At this point it would be remiss of me not to mention the king of philosophical shitposters, @lastpositivist, whose slow rise to bluetick fame is driven in no small part by his deft and disarming embodiment of the straight man (en.wikipedia.org/wiki/Straight_…), even when he has no foil.
Philosophy twitter and philosophy youtube use comedic techniques as a way to build something like discursive solidarity in disagreement, to cultivate discursive charity through the mutual sympathies and fleeting intimacies that only humour can conjure, as if from nothing.
There's nothing wrong with this at all, and it should be lauded and encouraged by everyone who spends time in this medium. If you don't look down on one another for cultivating of such techniques, don't look down on youtubers, especially because they're the professionals here.
I love a perfectly crafted philosophical shitpost. It's like a delicate haiku that somehow captures the perfect balance between referential transparency and allusive compression (cf. ). But it's more like the Steven Wright than Stewart Lee.
Anyway, enough of this aesthetic tangent. The deeper point I'll make is that though humour can be used to weave evasive *irony*, it can equally be used to cultivate *sincerity*, and this is a condition of the possibility of true philosophical practice and communication.
Moreover, if one accepts this, one must accept the philosophical value of this work, not just because it displays this in its form, but because, in at least one case, it has made it its content:
That's my favourite @ContraPoints video, and it would form a fitting conclusion to my argument, but I have one final point to make. It concerns the one counterexample to my suggestion that youtube philosophers have more direct influence than individual academic philosophers.
That's right motherfuckers, it's Slavoj Žižek. Say whatever you want about the content of Žižek's philosophy, you simply cannot deny that he reaches more non-academics than any other philosopher with a public profile. Why is this, do you think. Hmmm? Can you guess?
I'm not going to say the philosophical content of his work has nothing to do with it, nor that it's got nothing to do with his insane productivity and his status as a go to philosopher for controversial hot takes it print journalism. But it's also this:
Žižek *literally* makes video essays. But that's not all. He is an incredibly popular writer and speaker, in no small part because he is *funny* both in print and in person. His lectures are like stand-up routines littered with anecdotes and straight up jokes.
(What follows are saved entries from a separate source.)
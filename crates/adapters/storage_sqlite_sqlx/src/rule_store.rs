//! `SQLite` implementation of [`RuleStore`].

use std::str::FromStr;

use serde_json::Value;
use sqlx::SqlitePool;

use thingrules_app::ports::{RuleStore, StoredRow, StoredRule, UnreadableRule};
use thingrules_domain::error::ThingRulesError;
use thingrules_domain::id::RuleId;

use crate::error::StorageError;

/// `SQLite`-backed rule document store.
#[derive(Clone)]
pub struct SqliteRuleStore {
    pool: SqlitePool,
}

impl SqliteRuleStore {
    /// Create a new store backed by the given connection pool.
    #[must_use]
    pub fn new(pool: SqlitePool) -> Self {
        Self { pool }
    }
}

impl RuleStore for SqliteRuleStore {
    /// Rows with an unparsable id or document are returned as
    /// [`UnreadableRule`] so the caller can report them.
    async fn load_rules(&self) -> Result<Vec<StoredRow>, ThingRulesError> {
        let rows: Vec<(String, String)> =
            sqlx::query_as("SELECT id, description FROM rules ORDER BY id")
                .fetch_all(&self.pool)
                .await
                .map_err(StorageError::from)?;

        Ok(rows
            .into_iter()
            .map(|(key, description)| read_row(key, &description))
            .collect())
    }

    async fn save_rule(&self, id: RuleId, document: &Value) -> Result<(), ThingRulesError> {
        let description = serde_json::to_string(document).map_err(StorageError::from)?;
        sqlx::query(
            "INSERT INTO rules (id, description) VALUES (?, ?) \
             ON CONFLICT(id) DO UPDATE SET description = excluded.description",
        )
        .bind(id.to_string())
        .bind(&description)
        .execute(&self.pool)
        .await
        .map_err(StorageError::from)?;
        Ok(())
    }

    async fn delete_rule(&self, id: RuleId) -> Result<(), ThingRulesError> {
        sqlx::query("DELETE FROM rules WHERE id = ?")
            .bind(id.to_string())
            .execute(&self.pool)
            .await
            .map_err(StorageError::from)?;
        Ok(())
    }
}

fn read_row(key: String, description: &str) -> StoredRow {
    let Ok(id) = RuleId::from_str(&key) else {
        let error = StorageError::InvalidId(key.clone()).into();
        return Err(UnreadableRule { key, error });
    };
    match serde_json::from_str::<Value>(description) {
        Ok(document) => Ok(StoredRule { id, document }),
        Err(error) => Err(UnreadableRule {
            key,
            error: StorageError::from(error).into(),
        }),
    }
}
I normally hate saying things like this, but I think it's warranted in this case: Žižek is the exception that proves the rule.
So, it's been an interesting 3 hour dive into the video essay as a medium in which to do public philosophy. The one thing I haven't dealt with is precisely what 'public' philosophy is and whether it does anything useful. Even I must stop somewhere though.
I hope some of you found it interesting, or at least, will find it interesting when you return from whatever else you were doing while waiting for me to finish. In the end, the moral of this story is the same as many I tell: avoid snobbery, embrace solidarity. Good night!
Looking at this again the day after, I must correct a serious omission: the thoughts expressed here were developed in discussion with students at Newcastle in my Video Essay Discussion Group, and I have benefitted immeasurably from their insights. Shout out to the VEDG!